Did you know that you can navigate the posts by swiping left and right?
Day one of JavaOne always starts with the Opening General session. This is Sun’s showcase for new Java technology. This year there was a JavaFX theme. JavaFX was launched last year at JavaOne, and is supposed to be the answer to Adobe Flex and Microsoft Silverlight on the Java platform. This year they show a whole lot of apps created with JavaFX, and it was a lot of nice looking web apps. For closing, they brought out Neil Young and the announcement of his “collected works” on BlueRay disks using advanced java features.
After the general session I went to the JRuby talk. Not much new for me in the talk, since I’ve been following the project, but they had some very nice demos of what you can do with Ruby on the JVM.
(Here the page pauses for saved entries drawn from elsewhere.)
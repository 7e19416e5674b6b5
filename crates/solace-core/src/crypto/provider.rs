//! Crypto primitive capability.
//!
//! The rest of the crate never touches a cipher or KDF directly; it goes
//! through [`CryptoProvider`] so hosts can swap the primitive source (or
//! inject failures in tests).

use aes_gcm::{aead::Aead, Aes256Gcm, KeyInit, Nonce};
use sha2::Sha256;

use crate::error::{Result, SolaceError};

/// Symmetric key length in bytes (AES-256).
pub const KEY_LENGTH: usize = 32;

/// AES-GCM nonce length in bytes (96 bits).
pub const NONCE_LENGTH: usize = 12;

/// AES-GCM authentication tag length in bytes.
pub const TAG_LENGTH: usize = 16;

/// PBKDF2-HMAC-SHA256 iteration count for password-derived keys.
pub const PBKDF2_ITERATIONS: u32 = 100_000;

/// Random bytes, an AEAD cipher, and a password KDF.
pub trait CryptoProvider: Send + Sync {
    /// Fill `buf` with cryptographically secure random bytes.
    fn fill_random(&self, buf: &mut [u8]) -> Result<()>;

    /// Encrypt and authenticate `plaintext`. Returns ciphertext with the tag appended.
    fn seal(
        &self,
        key: &[u8; KEY_LENGTH],
        nonce: &[u8; NONCE_LENGTH],
        plaintext: &[u8],
    ) -> Result<Vec<u8>>;

    /// Verify and decrypt. Fails with `DecryptionFailed` when the tag does not verify.
    fn open(
        &self,
        key: &[u8; KEY_LENGTH],
        nonce: &[u8; NONCE_LENGTH],
        ciphertext: &[u8],
    ) -> Result<Vec<u8>>;

    /// Derive key bytes from a password and salt.
    fn derive(&self, password: &[u8], salt: &[u8], out: &mut [u8; KEY_LENGTH]) -> Result<()>;
}

/// Default provider: AES-256-GCM, PBKDF2-HMAC-SHA256, and the OS RNG.
#[derive(Debug, Default, Clone, Copy)]
pub struct SystemCrypto;

impl CryptoProvider for SystemCrypto {
    fn fill_random(&self, buf: &mut [u8]) -> Result<()> {
        getrandom::getrandom(buf)
            .map_err(|e| SolaceError::CryptoUnavailable(format!("OS random source failed: {}", e)))
    }

    fn seal(
        &self,
        key: &[u8; KEY_LENGTH],
        nonce: &[u8; NONCE_LENGTH],
        plaintext: &[u8],
    ) -> Result<Vec<u8>> {
        let cipher = Aes256Gcm::new_from_slice(key)
            .map_err(|e| SolaceError::CryptoUnavailable(format!("Invalid AES key: {}", e)))?;
        cipher
            .encrypt(Nonce::from_slice(nonce), plaintext)
            .map_err(|_| SolaceError::CryptoUnavailable("AES-GCM encryption failed".to_string()))
    }

    fn open(
        &self,
        key: &[u8; KEY_LENGTH],
        nonce: &[u8; NONCE_LENGTH],
        ciphertext: &[u8],
    ) -> Result<Vec<u8>> {
        let cipher = Aes256Gcm::new_from_slice(key)
            .map_err(|e| SolaceError::CryptoUnavailable(format!("Invalid AES key: {}", e)))?;
        cipher
            .decrypt(Nonce::from_slice(nonce), ciphertext)
            .map_err(|_| SolaceError::DecryptionFailed("authentication tag mismatch".to_string()))
    }

    fn derive(&self, password: &[u8], salt: &[u8], out: &mut [u8; KEY_LENGTH]) -> Result<()> {
        pbkdf2::pbkdf2_hmac::<Sha256>(password, salt, PBKDF2_ITERATIONS, out);
        Ok(())
    }
}

#[cfg(test)]
mod tests {
    use super::*;

    #[test]
    fn test_seal_open_round_trip() {
        let provider = SystemCrypto;
        let key = [7u8; KEY_LENGTH];
        let nonce = [1u8; NONCE_LENGTH];

        let sealed = provider.seal(&key, &nonce, b"quiet morning").unwrap();
        assert_eq!(sealed.len(), b"quiet morning".len() + TAG_LENGTH);

        let opened = provider.open(&key, &nonce, &sealed).unwrap();
        assert_eq!(opened, b"quiet morning");
    }

    #[test]
    fn test_open_with_wrong_key_is_decryption_failure() {
        let provider = SystemCrypto;
        let nonce = [1u8; NONCE_LENGTH];
        let sealed = provider.seal(&[7u8; KEY_LENGTH], &nonce, b"data").unwrap();

        let err = provider
            .open(&[8u8; KEY_LENGTH], &nonce, &sealed)
            .unwrap_err();
        assert!(matches!(err, SolaceError::DecryptionFailed(_)));
    }

    #[test]
    fn test_random_bytes_differ() {
        let provider = SystemCrypto;
        let mut a = [0u8; 32];
        let mut b = [0u8; 32];
        provider.fill_random(&mut a).unwrap();
        provider.fill_random(&mut b).unwrap();
        assert_ne!(a, b);
    }

    #[test]
    fn test_derive_deterministic_and_salt_sensitive() {
        let provider = SystemCrypto;
        let mut a = [0u8; KEY_LENGTH];
        let mut b = [0u8; KEY_LENGTH];
        let mut c = [0u8; KEY_LENGTH];
        provider.derive(b"passwd", b"salt-0123456789ab", &mut a).unwrap();
        provider.derive(b"passwd", b"salt-0123456789ab", &mut b).unwrap();
        provider.derive(b"passwd", b"salt-0123456789ac", &mut c).unwrap();
        assert_eq!(a, b);
        assert_ne!(a, c);
    }
}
After lunch I attended Joshua Blochs talk about More Effective Java, containing material from his second edition of the Effective Java Book. He launched a mnemonic for helping to remember when to use extends and super with generic wildcards: PECS (Producer Extends, Consumer Super) which reduces the problem to figuring out which is producing and which is consuming, and that’s kind of the hard part anyway. It’s a bandaid on a gushing cut. Generics are just not easy. The rest of the talk he spent on how to make effective use of enums, which was good, but didn’t really seem that useful to me.
For the final session of the day I chose a session about the new Java 7 language features. There were some interesting things here that I’ll make a separate post about later, but one interesting thing that they did not talk about was the closures debate. In stead the Java SE 7 spec lead Alex Buckley talked about the principles and considerations of language design, and at the end there was a long session about adding more annotation for better type safety. Like I say, I’ll talk about that in another post.
After this I wandered around the pavilion for a while, looking at the different stands.